*What is needed*. What follows is a set of records; give them all back exactly.

*Given entries*.
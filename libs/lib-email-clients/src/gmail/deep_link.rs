use url::form_urlencoded;

const GMAIL_WEB_BASE: &str = "https://mail.google.com/mail/u/0/";

/// Link that opens a message in the Gmail web client.
///
/// Gmail has no stable per-message URL, so the link is a search. The
/// RFC 822 `Message-ID` header is unique per message and is preferred;
/// without it the link falls back to the API message id, which the web
/// client also resolves.
pub fn message_deep_link(message_id: &str, rfc822_message_id: Option<&str>) -> String {
    match rfc822_message_id.map(|id| id.trim().trim_matches(&['<', '>'][..])) {
        Some(rfc_id) if !rfc_id.is_empty() => {
            let query: String =
                form_urlencoded::byte_serialize(format!("rfc822msgid:{rfc_id}").as_bytes())
                    .collect();
            format!("{GMAIL_WEB_BASE}#search/{query}")
        }
        _ => format!("{GMAIL_WEB_BASE}#all/{message_id}"),
    }
}

#[cfg(test)]
mod tests {
    use super::*;

    #[test]
    fn test_deep_link_uses_rfc822_id() {
        let link = message_deep_link("18f0a", Some("<abc.123@mail.example.com>"));
        assert_eq!(
            link,
            "https://mail.google.com/mail/u/0/#search/rfc822msgid%3Aabc.123%40mail.example.com"
        );
    }

    #[test]
    fn test_deep_link_falls_back_to_message_id() {
        assert_eq!(
            message_deep_link("18f0a", None),
            "https://mail.google.com/mail/u/0/#all/18f0a"
        );
        assert_eq!(
            message_deep_link("18f0a", Some("  ")),
            "https://mail.google.com/mail/u/0/#all/18f0a"
        );
    }
}
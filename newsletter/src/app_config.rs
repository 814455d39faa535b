use config::{Config, ConfigError};
use lazy_static::lazy_static;
use serde::Deserialize;
use std::{env, path::Path, path::PathBuf, result::Result};

use crate::prompt::gateway::{GatewayConfig, ModelId};

#[derive(Debug, Deserialize)]
pub struct GmailConfig {
    pub client_id: String,
    pub project_id: String,
    pub auth_uri: String,
    pub token_uri: String,
    pub auth_provider_x509_cert_url: String,
    pub client_secret: String,
    pub redirect_uris: Vec<String>,
    pub scopes: Vec<String>,
}

impl GmailConfig {
    pub fn from_file(path: &str) -> Result<Self, ConfigError> {
        let builder = Config::builder()
            .add_source(config::File::with_name(path))
            .build()?;

        builder.try_deserialize()
    }
}

#[derive(Debug, Clone, Deserialize)]
pub struct Settings {
    pub lookback_days: i64,
    pub labels: Vec<String>,
    pub max_results_per_label: u32,
    pub timezone: String,
    pub recipient: Option<String>,
    pub sender_name: String,
    pub dry_run_output: Option<String>,
}

#[derive(Debug, Clone, Deserialize)]
pub struct ModelConfig {
    pub id: String,
    pub temperature: f64,
}

#[derive(Debug, Clone, Deserialize)]
pub struct Limits {
    pub classify_body_chars: usize,
    pub summarize_body_chars: usize,
    pub qa_snippet_chars: usize,
    pub classify_max_output: u32,
    pub summarize_max_output: u32,
    pub synthesize_max_output: u32,
    pub enhance_max_output: u32,
    pub qa_max_output: u32,
}

impl Default for Limits {
    fn default() -> Self {
        Self {
            classify_body_chars: 2000,
            summarize_body_chars: 4000,
            qa_snippet_chars: 200,
            classify_max_output: 200,
            summarize_max_output: 400,
            synthesize_max_output: 4000,
            enhance_max_output: 5000,
            qa_max_output: 1500,
        }
    }
}

#[derive(Debug, Clone, Deserialize)]
pub struct Endpoints {
    pub openai_base_url: String,
    pub gemini_base_url: String,
}

#[derive(Debug, Deserialize)]
struct ConfigFile {
    settings: Settings,
    model: ModelConfig,
    #[serde(default)]
    limits: Limits,
    endpoints: Endpoints,
}

#[derive(Debug)]
pub struct AppConfig {
    pub root: PathBuf,
    pub settings: Settings,
    pub model: ModelConfig,
    pub limits: Limits,
    pub endpoints: Endpoints,
    pub gmail_config: GmailConfig,
}

impl AppConfig {
    /// `DIGEST_MODEL` takes precedence over `model.id`.
    pub fn model_id(&self) -> anyhow::Result<ModelId> {
        let id = env::var("DIGEST_MODEL").unwrap_or_else(|_| self.model.id.clone());
        id.parse::<ModelId>()
            .map_err(|_| anyhow::anyhow!("Unknown model id {:?}", id))
    }

    pub fn gateway_config(&self) -> anyhow::Result<GatewayConfig> {
        Ok(GatewayConfig {
            model: self.model_id()?,
            openai_api_key: env::var("OPENAI_API_KEY").ok(),
            gemini_api_key: env::var("GEMINI_API_KEY")
                .or_else(|_| env::var("GOOGLE_API_KEY"))
                .ok(),
            openai_base_url: self.endpoints.openai_base_url.clone(),
            gemini_base_url: self.endpoints.gemini_base_url.clone(),
        })
    }

    pub fn timezone(&self) -> anyhow::Result<chrono_tz::Tz> {
        self.settings
            .timezone
            .parse::<chrono_tz::Tz>()
            .map_err(|e| anyhow::anyhow!("Invalid timezone {:?}: {}", self.settings.timezone, e))
    }

    pub fn token_path(&self) -> PathBuf {
        env::var("TOKEN_PATH")
            .map(PathBuf::from)
            .unwrap_or_else(|_| self.root.join("token.json"))
    }
}

impl std::fmt::Display for AppConfig {
    fn fmt(&self, f: &mut std::fmt::Formatter<'_>) -> std::fmt::Result {
        write!(
            f,
            "Newsletter Config:\n{:?}\n\nModel: {:?}\n\nLimits: {:?}\n\nEndpoints: {:?}\n\nGmail client: {}",
            self.settings, self.model, self.limits, self.endpoints, self.gmail_config.client_id,
        )
    }
}

pub fn is_dry_run() -> bool {
    env::var("DRY_RUN").is_ok_and(|v| v == "true")
}

pub fn is_list_only() -> bool {
    env::var("LIST_ONLY").is_ok_and(|v| v == "true")
}

fn config_root() -> PathBuf {
    env::var("APP_DIR").map(PathBuf::from).unwrap_or_else(|_| {
        let dir =
            env::var("CARGO_MANIFEST_DIR").expect("CARGO_MANIFEST_DIR or APP_DIR is required");
        Path::new(&dir)
            .parent()
            .expect("Failed to get parent dir")
            .join("config")
    })
}

lazy_static! {
    pub static ref cfg: AppConfig = {
        let root = config_root();
        let path = root.join("client_secret.toml").display().to_string();
        let gmail_config = GmailConfig::from_file(&path).expect("client_secret.toml is required");
        let path = root.join("config.toml").display().to_string();
        let cfg_file: ConfigFile = Config::builder()
            .add_source(config::File::with_name(&path))
            .build()
            .expect("config.toml is required")
            .try_deserialize()
            .expect("config.toml is invalid");

        let ConfigFile {
            settings,
            model,
            limits,
            endpoints,
        } = cfg_file;

        AppConfig {
            root,
            settings,
            model,
            limits,
            endpoints,
            gmail_config,
        }
    };
}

*Completed task*.
filename libs/lib-email-clients/src/gmail/deep_link.rs
use url::form_urlencoded;

const GMAIL_WEB_BASE: &str = "https://mail.google.com/mail/u/0/";

/// Link that opens a message in the Gmail web client.
///
/// Gmail has no stable per-message URL, so the link is a search. The
/// RFC 822 `Message-ID` header is unique per message and is preferred;
/// without it the link falls back to the API message id, which the web
/// client also resolves.
pub fn message_deep_link(message_id: &str, rfc822_message_id: Option<&str>) -> String {
    match rfc822_message_id.map(|id| id.trim().trim_matches(&['<', '>'][..])) {
        Some(rfc_id) if !rfc_id.is_empty() => {
            let query: String =
                form_urlencoded::byte_serialize(format!("rfc822msgid:{rfc_id}").as_bytes())
                    .collect();
            format!("{GMAIL_WEB_BASE}#search/{query}")
        }
        _ => format!("{GMAIL_WEB_BASE}#all/{message_id}"),
    }
}

#[cfg(test)]
mod tests {
    use super::*;

    #[test]
    fn test_deep_link_uses_rfc822_id() {
        let link = message_deep_link("18f0a", Some("<abc.123@mail.example.com>"));
        assert_eq!(
            link,
            "https://mail.google.com/mail/u/0/#search/rfc822msgid%3Aabc.123%40mail.example.com"
        );
    }

    #[test]
    fn test_deep_link_falls_back_to_message_id() {
        assert_eq!(
            message_deep_link("18f0a", None),
            "https://mail.google.com/mail/u/0/#all/18f0a"
        );
        assert_eq!(
            message_deep_link("18f0a", Some("  ")),
            "https://mail.google.com/mail/u/0/#all/18f0a"
        );
    }
}
filename newsletter/src/app_config.rs
repository 814455d39faa535b
use config::{Config, ConfigError};
use lazy_static::lazy_static;
use serde::Deserialize;
use std::{env, path::Path, path::PathBuf, result::Result};

use crate::prompt::gateway::{GatewayConfig, ModelId};

#[derive(Debug, Deserialize)]
pub struct GmailConfig {
    pub client_id: String,
    pub project_id: String,
    pub auth_uri: String,
    pub token_uri: String,
    pub auth_provider_x509_cert_url: String,
    pub client_secret: String,
    pub redirect_uris: Vec<String>,
    pub scopes: Vec<String>,
}

impl GmailConfig {
    pub fn from_file(path: &str) -> Result<Self, ConfigError> {
        let builder = Config::builder()
            .add_source(config::File::with_name(path))
            .build()?;

        builder.try_deserialize()
    }
}

#[derive(Debug, Clone, Deserialize)]
pub struct Settings {
    pub lookback_days: i64,
    pub labels: Vec<String>,
    pub max_results_per_label: u32,
    pub timezone: String,
    pub recipient: Option<String>,
    pub sender_name: String,
    pub dry_run_output: Option<String>,
}

#[derive(Debug, Clone, Deserialize)]
pub struct ModelConfig {
    pub id: String,
    pub temperature: f64,
}

#[derive(Debug, Clone, Deserialize)]
pub struct Limits {
    pub classify_body_chars: usize,
    pub summarize_body_chars: usize,
    pub qa_snippet_chars: usize,
    pub classify_max_output: u32,
    pub summarize_max_output: u32,
    pub synthesize_max_output: u32,
    pub enhance_max_output: u32,
    pub qa_max_output: u32,
}

impl Default for Limits {
    fn default() -> Self {
        Self {
            classify_body_chars: 2000,
            summarize_body_chars: 4000,
            qa_snippet_chars: 200,
            classify_max_output: 200,
            summarize_max_output: 400,
            synthesize_max_output: 4000,
            enhance_max_output: 5000,
            qa_max_output: 1500,
        }
    }
}

#[derive(Debug, Clone, Deserialize)]
pub struct Endpoints {
    pub openai_base_url: String,
    pub gemini_base_url: String,
}

#[derive(Debug, Deserialize)]
struct ConfigFile {
    settings: Settings,
    model: ModelConfig,
    #[serde(default)]
    limits: Limits,
    endpoints: Endpoints,
}

#[derive(Debug)]
pub struct AppConfig {
    pub root: PathBuf,
    pub settings: Settings,
    pub model: ModelConfig,
    pub limits: Limits,
    pub endpoints: Endpoints,
    pub gmail_config: GmailConfig,
}

impl AppConfig {
    /// `DIGEST_MODEL` takes precedence over `model.id`.
    pub fn model_id(&self) -> anyhow::Result<ModelId> {
        let id = env::var("DIGEST_MODEL").unwrap_or_else(|_| self.model.id.clone());
        id.parse::<ModelId>()
            .map_err(|_| anyhow::anyhow!("Unknown model id {:?}", id))
    }

    pub fn gateway_config(&self) -> anyhow::Result<GatewayConfig> {
        Ok(GatewayConfig {
            model: self.model_id()?,
            openai_api_key: env::var("OPENAI_API_KEY").ok(),
            gemini_api_key: env::var("GEMINI_API_KEY")
                .or_else(|_| env::var("GOOGLE_API_KEY"))
                .ok(),
            openai_base_url: self.endpoints.openai_base_url.clone(),
            gemini_base_url: self.endpoints.gemini_base_url.clone(),
        })
    }

    pub fn timezone(&self) -> anyhow::Result<chrono_tz::Tz> {
        self.settings
            .timezone
            .parse::<chrono_tz::Tz>()
            .map_err(|e| anyhow::anyhow!("Invalid timezone {:?}: {}", self.settings.timezone, e))
    }

    pub fn token_path(&self) -> PathBuf {
        env::var("TOKEN_PATH")
            .map(PathBuf::from)
            .unwrap_or_else(|_| self.root.join("token.json"))
    }
}

impl std::fmt::Display for AppConfig {
    fn fmt(&self, f: &mut std::fmt::Formatter<'_>) -> std::fmt::Result {
        write!(
            f,
            "Newsletter Config:\n{:?}\n\nModel: {:?}\n\nLimits: {:?}\n\nEndpoints: {:?}\n\nGmail client: {}",
            self.settings, self.model, self.limits, self.endpoints, self.gmail_config.client_id,
        )
    }
}

pub fn is_dry_run() -> bool {
    env::var("DRY_RUN").is_ok_and(|v| v == "true")
}

pub fn is_list_only() -> bool {
    env::var("LIST_ONLY").is_ok_and(|v| v == "true")
}

fn config_root() -> PathBuf {
    env::var("APP_DIR").map(PathBuf::from).unwrap_or_else(|_| {
        let dir =
            env::var("CARGO_MANIFEST_DIR").expect("CARGO_MANIFEST_DIR or APP_DIR is required");
        Path::new(&dir)
            .parent()
            .expect("Failed to get parent dir")
            .join("config")
    })
}

lazy_static! {
    pub static ref cfg: AppConfig = {
        let root = config_root();
        let path = root.join("client_secret.toml").display().to_string();
        let gmail_config = GmailConfig::from_file(&path).expect("client_secret.toml is required");
        let path = root.join("config.toml").display().to_string();
        let cfg_file: ConfigFile = Config::builder()
            .add_source(config::File::with_name(&path))
            .build()
            .expect("config.toml is required")
            .try_deserialize()
            .expect("config.toml is invalid");

        let ConfigFile {
            settings,
            model,
            limits,
            endpoints,
        } = cfg_file;

        AppConfig {
            root,
            settings,
            model,
            limits,
            endpoints,
            gmail_config,
        }
    };
}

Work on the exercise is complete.